Sewing seat and leg seams #BE01

In the following video and illustrated text instructions, I explain step by step how I sew the outer and inner leg seams as well as the seat seam of a pair of trousers.

Video instruction:

1. This is required:

The picture shows the parts and materials required to close the leg seams and the seat seam.
This is required.

The basis are front and back trouser parts in which the fly and any pockets are already in.

Tools and aids:

  • back pattern piece out of paper
  • Pins and/or clips
  • Hand shears
  • Tailor’s chalk or marking pen
  • Ruler

2. Close the seat seam:

The picture shows how to mark the course of the seat seam.
The course of the seat seam is marked.

First I close the seat seam. To do this, I lay the back pieces right sides together. As a rule, the seam lines run parallel to the cut edge. In some of our patterns, the seam allowance is wider towards the waistband to make it easier to adjust the waist size later. The width of the seam allowance at the seat seam is 10 mm from the inner leg seam to the next notch. In the pattern you can see how wide the seam allowance is at the waistband edge. I mark the seam line on the wrong side of the fabric with chalk or a marker pen. You can use the pattern as a guide here and transfer the seam pattern. I then pin the pieces and sew them together with a straight stitch.

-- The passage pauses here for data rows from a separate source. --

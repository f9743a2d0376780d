use secrecy::Secret;
use serde::Deserialize;
use service_core::config::{configuration_directory, load_settings};
use service_core::error::AppError;
use std::path::PathBuf;
use std::time::Duration;

/// Directory name of this crate inside the workspace.
pub const SERVICE_DIR: &str = "tutor-service";

/// Environment variable holding the model-provider credential.
pub const OPENAI_API_KEY_ENV: &str = "OPENAI_API_KEY";

#[derive(Deserialize, Clone, Default)]
pub struct Settings {
    #[serde(default)]
    pub server: ServerSettings,
    #[serde(default)]
    pub app: AppSettings,
    #[serde(default)]
    pub tutor: TutorSettings,
    #[serde(default)]
    pub observability: ObservabilitySettings,
}

#[derive(Deserialize, Clone, Debug)]
pub struct ServerSettings {
    #[serde(default = "default_host")]
    pub host: String,
    /// Port 0 binds an ephemeral port (used by tests).
    #[serde(default = "default_port")]
    pub port: u16,
    /// Upper bound for a question submission body, image included.
    #[serde(default = "default_max_request_bytes")]
    pub max_request_bytes: usize,
}

impl Default for ServerSettings {
    fn default() -> Self {
        Self {
            host: default_host(),
            port: default_port(),
            max_request_bytes: default_max_request_bytes(),
        }
    }
}

fn default_host() -> String {
    "127.0.0.1".to_string()
}

fn default_port() -> u16 {
    5001
}

fn default_max_request_bytes() -> usize {
    32 * 1024 * 1024
}

/// Presentation settings for the chat page.
#[derive(Deserialize, Clone, Debug)]
pub struct AppSettings {
    #[serde(default = "default_app_name")]
    pub name: String,
    /// Relative paths are resolved against the service directory.
    #[serde(default = "default_static_dir")]
    pub static_dir: PathBuf,
    #[serde(default = "default_input_placeholder")]
    pub input_placeholder: String,
    #[serde(default = "default_welcome_message")]
    pub welcome_message: String,
}

impl Default for AppSettings {
    fn default() -> Self {
        Self {
            name: default_app_name(),
            static_dir: default_static_dir(),
            input_placeholder: default_input_placeholder(),
            welcome_message: default_welcome_message(),
        }
    }
}

fn default_app_name() -> String {
    "Concept Tutor".to_string()
}

fn default_static_dir() -> PathBuf {
    PathBuf::from("static")
}

fn default_input_placeholder() -> String {
    "Ask about Rotational Motion, P-Block Elements...".to_string()
}

fn default_welcome_message() -> String {
    "Gearing up for JEE or NEET? I'm here to help. Ask a tough concept from Physics, \
     Chemistry, Maths, or Biology to get started!"
        .to_string()
}

/// Settings for the answer pipeline.
#[derive(Deserialize, Clone)]
pub struct TutorSettings {
    /// Simulated vector-store lookup latency.
    #[serde(default = "default_retrieval_delay_ms")]
    pub retrieval_delay_ms: u64,
    /// Simulated model inference latency.
    #[serde(default = "default_generation_delay_ms")]
    pub generation_delay_ms: u64,
    /// Credential for a real model provider. Loaded but not used by the mock
    /// pipeline.
    #[serde(default)]
    pub openai_api_key: Option<Secret<String>>,
}

impl Default for TutorSettings {
    fn default() -> Self {
        Self {
            retrieval_delay_ms: default_retrieval_delay_ms(),
            generation_delay_ms: default_generation_delay_ms(),
            openai_api_key: None,
        }
    }
}

impl TutorSettings {
    pub fn retrieval_delay(&self) -> Duration {
        Duration::from_millis(self.retrieval_delay_ms)
    }

    pub fn generation_delay(&self) -> Duration {
        Duration::from_millis(self.generation_delay_ms)
    }

    /// Settings with both delays disabled.
    pub fn without_delays() -> Self {
        Self {
            retrieval_delay_ms: 0,
            generation_delay_ms: 0,
            openai_api_key: None,
        }
    }
}

fn default_retrieval_delay_ms() -> u64 {
    500
}

fn default_generation_delay_ms() -> u64 {
    1500
}

#[derive(Deserialize, Clone, Debug)]
pub struct ObservabilitySettings {
    #[serde(default = "default_log_level")]
    pub log_level: String,
    /// OTLP/gRPC collector; span export is disabled when unset.
    #[serde(default)]
    pub otlp_endpoint: Option<String>,
}

impl Default for ObservabilitySettings {
    fn default() -> Self {
        Self {
            log_level: default_log_level(),
            otlp_endpoint: None,
        }
    }
}

fn default_log_level() -> String {
    "info".to_string()
}

pub fn get_configuration() -> Result<Settings, AppError> {
    let configuration_directory = configuration_directory(SERVICE_DIR)?;
    let mut settings: Settings = load_settings(&configuration_directory)?;

    if settings.app.static_dir.is_relative() {
        if let Some(service_root) = configuration_directory.parent() {
            settings.app.static_dir = service_root.join(&settings.app.static_dir);
        }
    }

    if settings.tutor.openai_api_key.is_none() {
        settings.tutor.openai_api_key = std::env::var(OPENAI_API_KEY_ENV)
            .ok()
            .filter(|key| !key.trim().is_empty())
            .map(Secret::new);
    }

    Ok(settings)
}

If you topstitch the seat seam again from the right side with a decorative seam, a simple straight stitch is sufficient. If you don’t want to topstitch from the outside, I recommend topstitching the back seam twice or using a triple straight stitch, for example, so that it is stable enough.

The picture shows how the buttock seam is stretched.
The buttock seam is stretched.

I stretch the seam allowance in the curve by pressing. Caution – the seam itself should not be stretched so much. I finish the cut edge with the overlocker.

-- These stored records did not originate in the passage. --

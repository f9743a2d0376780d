pub mod app;
pub mod ask;
pub mod metrics;
use axum::{
    extract::{MatchedPath, Request},
    middleware::Next,
    response::Response,
};
use metrics::{counter, histogram};
use std::time::Instant;

/// Label used for requests that did not match any route, so unknown paths
/// cannot blow up series cardinality.
const UNMATCHED_PATH: &str = "unmatched";

pub async fn metrics_middleware(req: Request, next: Next) -> Response {
    let start = Instant::now();
    let method = req.method().to_string();
    let path = req
        .extensions()
        .get::<MatchedPath>()
        .map(|matched| matched.as_str().to_string())
        .unwrap_or_else(|| UNMATCHED_PATH.to_string());

    let response = next.run(req).await;

    let duration = start.elapsed();
    let status = response.status().as_u16().to_string();

    let labels = [("method", method), ("path", path), ("status", status)];

    counter!("http_requests_total", &labels).increment(1);
    histogram!("http_request_duration_seconds", &labels).record(duration.as_secs_f64());

    response
}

The picture shows the decorative stitching on the seat seam.
Decorative stitching on the seat seam.

I then topstitch the seam with a 2 mm edge distance to the left back trouser part. This means that it is on the same side as the crotch seam on the front trousers. You can of course decide on the width and number of stitchings yourself.

3. Close the inner leg seam:

The picture shows both leg seams.
Inner and outer leg seam.

Now it’s time for the leg seams. First I decide whether I want to topstitch the leg seams on the outer or inner seam. If you want to place a pocket over the outer seam, for example, you must close it first. In my example, I will topstitch the inner leg seam 2 mm wide. I therefore start by closing this seam.

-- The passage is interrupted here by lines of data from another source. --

use axum::{
    async_trait,
    extract::{multipart::Field, FromRequest, Multipart, Request},
    http::header::CONTENT_TYPE,
    Form,
};
use service_core::error::AppError;

const QUERY_FIELD: &str = "query";
const IMAGE_FIELD: &str = "image";

/// Fields of a question submitted to `/api/ask`.
///
/// Accepts both `application/x-www-form-urlencoded` and `multipart/form-data`
/// bodies. Any other body is treated as a submission without fields.
#[derive(Debug, Default)]
pub struct AskSubmission {
    pub query: Option<String>,
    pub image: Option<ImageAttachment>,
}

/// Metadata of an uploaded image. The bytes are dropped after reading.
#[derive(Debug, Clone, PartialEq, Eq)]
pub struct ImageAttachment {
    pub file_name: Option<String>,
    pub content_type: Option<String>,
    pub size_bytes: usize,
}

impl AskSubmission {
    /// The submitted query, unless it is absent or blank.
    ///
    /// The text is returned untrimmed so it can be echoed back verbatim.
    pub fn query(&self) -> Option<&str> {
        self.query.as_deref().filter(|query| !query.trim().is_empty())
    }

    async fn from_multipart(mut multipart: Multipart) -> Result<Self, AppError> {
        let mut submission = Self::default();

        while let Some(field) = multipart
            .next_field()
            .await
            .map_err(|e| AppError::bad_request(e.body_text()))?
        {
            let name = field.name().map(str::to_owned);
            match name.as_deref() {
                // Like a form lookup, the first `query` part wins.
                Some(QUERY_FIELD) if submission.query.is_some() => {
                    tracing::debug!("Ignoring repeated query field");
                }
                Some(QUERY_FIELD) => {
                    let text = field
                        .text()
                        .await
                        .map_err(|e| AppError::bad_request(e.body_text()))?;
                    submission.query = Some(text);
                }
                Some(IMAGE_FIELD) => {
                    submission.image = read_image(field).await?;
                }
                other => {
                    tracing::debug!(field = ?other, "Ignoring unknown form field");
                }
            }
        }

        Ok(submission)
    }
}

/// Drain an image part chunk by chunk, keeping only its size.
async fn read_image(mut field: Field<'_>) -> Result<Option<ImageAttachment>, AppError> {
    let file_name = field.file_name().map(str::to_owned);
    let content_type = field.content_type().map(str::to_owned);

    let mut size_bytes = 0;
    while let Some(chunk) = field
        .chunk()
        .await
        .map_err(|e| AppError::bad_request(e.body_text()))?
    {
        size_bytes += chunk.len();
    }

    // Browsers send an empty part when the file input was left untouched.
    if size_bytes == 0 {
        return Ok(None);
    }

    Ok(Some(ImageAttachment {
        file_name,
        content_type,
        size_bytes,
    }))
}

#[async_trait]
impl<S> FromRequest<S> for AskSubmission
where
    S: Send + Sync,
{
    type Rejection = AppError;

    async fn from_request(req: Request, state: &S) -> Result<Self, Self::Rejection> {
        let content_type = req
            .headers()
            .get(CONTENT_TYPE)
            .and_then(|value| value.to_str().ok())
            .unwrap_or_default()
            .to_ascii_lowercase();

        if content_type.starts_with("multipart/form-data") {
            let multipart = Multipart::from_request(req, state)
                .await
                .map_err(|rejection| AppError::bad_request(rejection.body_text()))?;
            Self::from_multipart(multipart).await
        } else if content_type.starts_with("application/x-www-form-urlencoded") {
            // Pairs rather than a struct so repeated keys are not an error.
            let Form(pairs) = Form::<Vec<(String, String)>>::from_request(req, state)
                .await
                .map_err(|rejection| AppError::bad_request(rejection.body_text()))?;
            let query = pairs
                .into_iter()
                .find(|(name, _)| name == QUERY_FIELD)
                .map(|(_, value)| value);
            Ok(Self { query, image: None })
        } else {
            Ok(Self::default())
        }
    }
}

The picture shows the stitching of the cross seam.
Pin the cross seam together.

I lay the back trousers right sides together on the matching front trousers and pin them together first at the cross seam of the inner leg seam. This is the point where the crotch and seat seams of the front and back trousers meet.

The picture shows how the inner leg seam above the knee is stretched.
Stretching of the rear inner leg seam.

If I have pants that are longer than knee-length, I first pin the area from the hem to the knee at knee height. From the knee to the cross seam, the seam of the back trousers must be stretched slightly to the length of the front trousers. This stretch is taken into account in the pattern for a better fit.

The picture shows the inner leg seam being sewn together.
Sew the inner leg seam together.

Now I sew the seam together with a straight stitch. You can measure the width of the seam allowance in the pattern. In the example, this is 15 mm. I overlock both layers together at the inner leg seam. I serge the outer leg sides individually.

The picture shows the decorative stitching on the inside leg seam.
Decorative stitching on the inside leg seam.

Now I topstitch the inner leg seam onto the front trousers with a 2 mm gap. As the outer leg seams are not yet sewn together, I can still carry out this step comfortably, hence the previous considerations regarding the order.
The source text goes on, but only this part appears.